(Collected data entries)

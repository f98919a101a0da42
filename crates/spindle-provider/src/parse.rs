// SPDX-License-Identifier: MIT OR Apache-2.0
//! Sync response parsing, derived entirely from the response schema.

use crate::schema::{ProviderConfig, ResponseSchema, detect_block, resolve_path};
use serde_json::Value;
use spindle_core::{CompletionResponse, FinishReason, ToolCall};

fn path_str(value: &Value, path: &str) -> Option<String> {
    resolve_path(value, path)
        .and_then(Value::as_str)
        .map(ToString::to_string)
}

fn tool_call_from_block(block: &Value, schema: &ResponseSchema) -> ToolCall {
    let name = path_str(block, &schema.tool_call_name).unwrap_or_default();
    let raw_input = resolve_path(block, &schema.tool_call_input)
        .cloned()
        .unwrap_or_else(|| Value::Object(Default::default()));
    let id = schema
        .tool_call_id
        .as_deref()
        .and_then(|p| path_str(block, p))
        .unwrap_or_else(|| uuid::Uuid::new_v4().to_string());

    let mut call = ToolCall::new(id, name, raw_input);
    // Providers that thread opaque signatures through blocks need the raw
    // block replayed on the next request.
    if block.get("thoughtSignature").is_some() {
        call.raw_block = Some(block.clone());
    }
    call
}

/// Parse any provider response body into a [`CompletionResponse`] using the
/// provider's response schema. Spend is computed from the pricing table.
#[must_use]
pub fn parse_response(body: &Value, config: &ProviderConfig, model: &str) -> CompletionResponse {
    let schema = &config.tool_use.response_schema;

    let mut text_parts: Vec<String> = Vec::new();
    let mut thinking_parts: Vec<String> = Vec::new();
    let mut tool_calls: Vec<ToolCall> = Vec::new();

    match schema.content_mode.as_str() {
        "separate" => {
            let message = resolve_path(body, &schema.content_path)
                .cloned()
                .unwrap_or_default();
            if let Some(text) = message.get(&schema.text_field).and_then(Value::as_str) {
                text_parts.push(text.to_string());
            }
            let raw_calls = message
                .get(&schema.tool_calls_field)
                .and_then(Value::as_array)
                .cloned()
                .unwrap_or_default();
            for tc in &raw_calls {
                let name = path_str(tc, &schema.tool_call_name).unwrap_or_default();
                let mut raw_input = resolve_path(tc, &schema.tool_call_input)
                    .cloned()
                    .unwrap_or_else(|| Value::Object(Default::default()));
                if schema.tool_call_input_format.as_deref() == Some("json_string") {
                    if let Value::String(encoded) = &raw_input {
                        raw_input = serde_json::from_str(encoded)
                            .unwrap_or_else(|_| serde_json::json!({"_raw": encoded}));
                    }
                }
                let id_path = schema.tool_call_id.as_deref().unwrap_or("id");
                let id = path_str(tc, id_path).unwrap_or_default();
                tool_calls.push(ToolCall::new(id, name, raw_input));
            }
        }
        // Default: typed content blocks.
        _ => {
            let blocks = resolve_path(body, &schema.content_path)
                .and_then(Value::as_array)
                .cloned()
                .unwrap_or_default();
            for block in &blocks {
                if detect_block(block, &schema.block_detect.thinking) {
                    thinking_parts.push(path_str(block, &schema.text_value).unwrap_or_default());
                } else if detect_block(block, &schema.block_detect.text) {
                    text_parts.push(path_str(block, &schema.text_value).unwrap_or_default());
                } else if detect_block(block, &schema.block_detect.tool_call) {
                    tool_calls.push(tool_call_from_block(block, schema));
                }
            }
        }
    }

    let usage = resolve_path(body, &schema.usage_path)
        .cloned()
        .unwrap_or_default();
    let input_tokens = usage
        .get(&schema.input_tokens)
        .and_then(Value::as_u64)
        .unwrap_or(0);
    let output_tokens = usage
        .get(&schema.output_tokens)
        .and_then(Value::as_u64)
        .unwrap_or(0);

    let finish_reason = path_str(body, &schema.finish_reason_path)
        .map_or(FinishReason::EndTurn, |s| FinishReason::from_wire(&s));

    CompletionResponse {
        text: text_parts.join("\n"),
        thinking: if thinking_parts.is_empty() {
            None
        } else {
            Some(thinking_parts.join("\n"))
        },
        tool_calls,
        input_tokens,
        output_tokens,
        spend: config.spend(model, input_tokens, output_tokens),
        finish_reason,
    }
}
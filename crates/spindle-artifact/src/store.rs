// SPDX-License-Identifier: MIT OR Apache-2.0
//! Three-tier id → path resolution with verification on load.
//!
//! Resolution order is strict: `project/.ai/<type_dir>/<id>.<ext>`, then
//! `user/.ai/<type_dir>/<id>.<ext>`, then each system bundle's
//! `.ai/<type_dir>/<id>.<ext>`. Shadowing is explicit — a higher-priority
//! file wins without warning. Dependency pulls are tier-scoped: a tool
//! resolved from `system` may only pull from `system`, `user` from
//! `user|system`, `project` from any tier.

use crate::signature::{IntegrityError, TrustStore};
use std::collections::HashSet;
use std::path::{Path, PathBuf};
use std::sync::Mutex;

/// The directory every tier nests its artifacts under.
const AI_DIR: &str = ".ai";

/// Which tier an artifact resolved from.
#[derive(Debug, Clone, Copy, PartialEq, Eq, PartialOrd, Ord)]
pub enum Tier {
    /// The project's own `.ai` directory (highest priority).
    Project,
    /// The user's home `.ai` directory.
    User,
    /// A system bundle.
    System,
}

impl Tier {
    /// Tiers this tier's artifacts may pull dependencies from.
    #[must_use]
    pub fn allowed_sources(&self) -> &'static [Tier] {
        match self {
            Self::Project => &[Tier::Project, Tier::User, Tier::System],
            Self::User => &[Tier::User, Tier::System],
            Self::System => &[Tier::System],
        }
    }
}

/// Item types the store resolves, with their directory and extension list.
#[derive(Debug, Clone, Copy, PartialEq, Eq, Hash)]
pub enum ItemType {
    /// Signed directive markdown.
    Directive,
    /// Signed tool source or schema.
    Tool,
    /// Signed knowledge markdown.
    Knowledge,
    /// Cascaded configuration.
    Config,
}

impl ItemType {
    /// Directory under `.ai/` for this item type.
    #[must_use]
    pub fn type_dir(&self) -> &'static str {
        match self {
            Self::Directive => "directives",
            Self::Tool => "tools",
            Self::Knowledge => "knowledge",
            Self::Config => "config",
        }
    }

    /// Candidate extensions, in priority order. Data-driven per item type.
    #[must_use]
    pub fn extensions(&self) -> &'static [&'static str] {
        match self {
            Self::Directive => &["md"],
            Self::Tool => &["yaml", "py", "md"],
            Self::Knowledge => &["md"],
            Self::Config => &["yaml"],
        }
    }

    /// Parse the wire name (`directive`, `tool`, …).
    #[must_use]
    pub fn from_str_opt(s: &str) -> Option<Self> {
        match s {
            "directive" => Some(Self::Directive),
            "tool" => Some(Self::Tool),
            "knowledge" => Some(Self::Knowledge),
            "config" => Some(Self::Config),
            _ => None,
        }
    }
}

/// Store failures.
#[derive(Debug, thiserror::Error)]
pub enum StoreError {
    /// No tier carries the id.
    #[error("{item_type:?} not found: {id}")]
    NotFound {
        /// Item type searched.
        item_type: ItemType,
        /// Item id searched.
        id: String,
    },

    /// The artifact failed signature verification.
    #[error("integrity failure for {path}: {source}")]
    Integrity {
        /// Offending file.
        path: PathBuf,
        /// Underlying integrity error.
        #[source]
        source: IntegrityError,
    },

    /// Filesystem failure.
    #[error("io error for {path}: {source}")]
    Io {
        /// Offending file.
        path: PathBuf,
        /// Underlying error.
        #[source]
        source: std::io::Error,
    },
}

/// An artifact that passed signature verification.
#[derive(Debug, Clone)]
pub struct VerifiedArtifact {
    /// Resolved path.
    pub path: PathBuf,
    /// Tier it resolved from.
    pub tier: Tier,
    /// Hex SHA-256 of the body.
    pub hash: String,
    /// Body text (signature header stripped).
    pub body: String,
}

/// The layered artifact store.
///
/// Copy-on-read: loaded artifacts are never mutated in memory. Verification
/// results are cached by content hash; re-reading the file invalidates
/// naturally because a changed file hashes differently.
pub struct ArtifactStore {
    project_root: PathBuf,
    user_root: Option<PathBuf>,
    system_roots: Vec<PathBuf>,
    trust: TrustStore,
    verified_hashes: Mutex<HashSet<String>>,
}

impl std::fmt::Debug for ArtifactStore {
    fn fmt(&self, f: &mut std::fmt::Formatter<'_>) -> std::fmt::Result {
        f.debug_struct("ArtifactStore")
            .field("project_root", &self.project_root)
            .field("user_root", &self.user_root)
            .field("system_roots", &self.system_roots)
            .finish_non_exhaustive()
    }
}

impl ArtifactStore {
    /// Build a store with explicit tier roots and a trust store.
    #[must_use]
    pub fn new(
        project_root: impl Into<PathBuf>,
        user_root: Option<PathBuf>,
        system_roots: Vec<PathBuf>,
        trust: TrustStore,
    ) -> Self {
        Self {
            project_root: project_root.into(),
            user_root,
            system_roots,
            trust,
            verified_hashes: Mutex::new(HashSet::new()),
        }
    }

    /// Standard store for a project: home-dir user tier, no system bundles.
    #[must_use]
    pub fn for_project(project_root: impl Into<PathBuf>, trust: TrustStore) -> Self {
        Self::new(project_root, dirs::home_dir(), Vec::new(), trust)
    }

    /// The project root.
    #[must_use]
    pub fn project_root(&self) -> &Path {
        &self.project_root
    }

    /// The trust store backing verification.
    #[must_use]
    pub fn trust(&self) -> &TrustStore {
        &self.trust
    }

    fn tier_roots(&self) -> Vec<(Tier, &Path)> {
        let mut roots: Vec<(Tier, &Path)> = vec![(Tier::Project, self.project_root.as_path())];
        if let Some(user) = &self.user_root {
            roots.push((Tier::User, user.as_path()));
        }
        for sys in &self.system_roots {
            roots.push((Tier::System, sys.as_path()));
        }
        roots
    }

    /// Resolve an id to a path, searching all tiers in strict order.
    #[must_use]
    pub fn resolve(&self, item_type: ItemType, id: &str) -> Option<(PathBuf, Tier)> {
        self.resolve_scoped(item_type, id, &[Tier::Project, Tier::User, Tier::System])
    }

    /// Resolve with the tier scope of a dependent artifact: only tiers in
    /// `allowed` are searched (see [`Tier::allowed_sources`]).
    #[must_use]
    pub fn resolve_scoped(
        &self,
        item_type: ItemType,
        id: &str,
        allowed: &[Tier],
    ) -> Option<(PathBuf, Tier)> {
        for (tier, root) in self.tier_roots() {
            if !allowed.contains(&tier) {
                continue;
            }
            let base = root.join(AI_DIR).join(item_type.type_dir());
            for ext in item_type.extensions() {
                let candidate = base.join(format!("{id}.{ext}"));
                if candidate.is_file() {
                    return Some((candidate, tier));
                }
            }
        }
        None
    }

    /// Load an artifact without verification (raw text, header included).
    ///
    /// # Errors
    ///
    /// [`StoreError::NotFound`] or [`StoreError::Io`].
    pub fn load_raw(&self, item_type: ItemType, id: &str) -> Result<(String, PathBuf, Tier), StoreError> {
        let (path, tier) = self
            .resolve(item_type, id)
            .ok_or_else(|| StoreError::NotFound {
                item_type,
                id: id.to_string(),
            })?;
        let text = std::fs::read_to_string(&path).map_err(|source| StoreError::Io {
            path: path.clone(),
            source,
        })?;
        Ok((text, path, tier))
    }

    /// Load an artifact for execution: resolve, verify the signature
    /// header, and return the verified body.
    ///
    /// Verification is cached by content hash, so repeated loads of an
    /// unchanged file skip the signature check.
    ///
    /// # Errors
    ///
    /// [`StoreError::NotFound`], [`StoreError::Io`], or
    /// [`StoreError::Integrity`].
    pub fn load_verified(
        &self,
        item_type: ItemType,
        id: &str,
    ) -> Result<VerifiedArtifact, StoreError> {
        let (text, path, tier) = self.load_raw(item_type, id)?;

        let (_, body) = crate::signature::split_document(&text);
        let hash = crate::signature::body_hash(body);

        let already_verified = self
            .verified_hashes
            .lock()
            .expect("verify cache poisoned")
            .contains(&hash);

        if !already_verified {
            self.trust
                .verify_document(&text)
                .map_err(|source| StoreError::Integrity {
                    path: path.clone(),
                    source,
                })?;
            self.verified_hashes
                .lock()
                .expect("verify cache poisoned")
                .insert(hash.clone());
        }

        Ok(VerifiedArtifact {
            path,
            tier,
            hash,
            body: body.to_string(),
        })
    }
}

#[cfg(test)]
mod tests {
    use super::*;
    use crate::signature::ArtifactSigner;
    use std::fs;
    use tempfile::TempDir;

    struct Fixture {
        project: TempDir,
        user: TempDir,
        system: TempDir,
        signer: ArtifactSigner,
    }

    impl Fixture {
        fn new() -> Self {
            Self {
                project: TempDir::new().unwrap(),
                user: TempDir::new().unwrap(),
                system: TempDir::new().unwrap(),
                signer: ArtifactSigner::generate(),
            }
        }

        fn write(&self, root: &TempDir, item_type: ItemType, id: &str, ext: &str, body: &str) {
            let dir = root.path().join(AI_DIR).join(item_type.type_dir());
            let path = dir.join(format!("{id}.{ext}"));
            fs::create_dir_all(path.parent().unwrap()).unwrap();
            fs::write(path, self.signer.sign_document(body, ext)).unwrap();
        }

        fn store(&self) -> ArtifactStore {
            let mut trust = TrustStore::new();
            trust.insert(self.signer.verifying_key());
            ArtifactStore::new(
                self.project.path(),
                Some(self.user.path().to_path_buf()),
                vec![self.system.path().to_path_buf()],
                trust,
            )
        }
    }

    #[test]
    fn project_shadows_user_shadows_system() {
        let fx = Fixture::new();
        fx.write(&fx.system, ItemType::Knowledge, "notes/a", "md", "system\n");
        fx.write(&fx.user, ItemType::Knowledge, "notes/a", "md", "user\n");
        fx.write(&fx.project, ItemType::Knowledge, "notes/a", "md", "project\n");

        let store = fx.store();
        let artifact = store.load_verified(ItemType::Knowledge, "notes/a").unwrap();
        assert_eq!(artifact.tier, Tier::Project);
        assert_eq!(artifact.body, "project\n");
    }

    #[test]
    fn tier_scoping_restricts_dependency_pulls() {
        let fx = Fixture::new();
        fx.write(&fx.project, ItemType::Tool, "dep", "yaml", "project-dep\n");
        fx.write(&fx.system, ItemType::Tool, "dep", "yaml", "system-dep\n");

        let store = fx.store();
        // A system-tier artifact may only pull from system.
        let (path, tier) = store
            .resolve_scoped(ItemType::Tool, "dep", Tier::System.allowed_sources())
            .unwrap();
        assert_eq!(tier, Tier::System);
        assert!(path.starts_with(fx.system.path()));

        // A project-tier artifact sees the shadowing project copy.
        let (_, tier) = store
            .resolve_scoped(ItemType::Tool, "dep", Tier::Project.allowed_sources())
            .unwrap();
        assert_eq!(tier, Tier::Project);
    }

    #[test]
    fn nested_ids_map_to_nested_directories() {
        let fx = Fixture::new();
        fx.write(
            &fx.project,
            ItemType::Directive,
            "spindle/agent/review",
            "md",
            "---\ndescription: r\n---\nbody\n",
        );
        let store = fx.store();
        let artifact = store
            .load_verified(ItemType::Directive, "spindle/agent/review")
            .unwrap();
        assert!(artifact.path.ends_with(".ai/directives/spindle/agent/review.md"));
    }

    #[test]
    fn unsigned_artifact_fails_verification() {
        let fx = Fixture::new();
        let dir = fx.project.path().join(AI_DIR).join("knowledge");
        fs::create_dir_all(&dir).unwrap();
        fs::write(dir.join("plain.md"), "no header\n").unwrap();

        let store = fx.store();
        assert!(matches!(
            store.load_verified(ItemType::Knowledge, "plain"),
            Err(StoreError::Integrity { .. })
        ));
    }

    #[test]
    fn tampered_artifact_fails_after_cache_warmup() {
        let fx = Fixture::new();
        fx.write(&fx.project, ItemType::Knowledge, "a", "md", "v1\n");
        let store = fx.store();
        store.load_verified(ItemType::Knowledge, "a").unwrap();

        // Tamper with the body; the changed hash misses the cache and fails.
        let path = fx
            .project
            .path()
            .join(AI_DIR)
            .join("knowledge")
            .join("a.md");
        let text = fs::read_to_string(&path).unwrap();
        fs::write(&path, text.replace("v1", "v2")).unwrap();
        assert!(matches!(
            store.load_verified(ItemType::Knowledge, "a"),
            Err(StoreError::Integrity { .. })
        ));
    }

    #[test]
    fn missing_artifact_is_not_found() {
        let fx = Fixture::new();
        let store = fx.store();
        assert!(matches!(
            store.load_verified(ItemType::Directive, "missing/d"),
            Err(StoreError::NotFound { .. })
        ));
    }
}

▶ Exercise brief: Starting at the line above that contains "no system bundles.", write out each line exactly until the line that contains "fn tier_roots(&self) ->" has been written, and stop there.

▶ Answer to this task:
    /// Standard store for a project: home-dir user tier, no system bundles.
    #[must_use]
    pub fn for_project(project_root: impl Into<PathBuf>, trust: TrustStore) -> Self {
        Self::new(project_root, dirs::home_dir(), Vec::new(), trust)
    }

    /// The project root.
    #[must_use]
    pub fn project_root(&self) -> &Path {
        &self.project_root
    }

    /// The trust store backing verification.
    #[must_use]
    pub fn trust(&self) -> &TrustStore {
        &self.trust
    }

    fn tier_roots(&self) -> Vec<(Tier, &Path)> {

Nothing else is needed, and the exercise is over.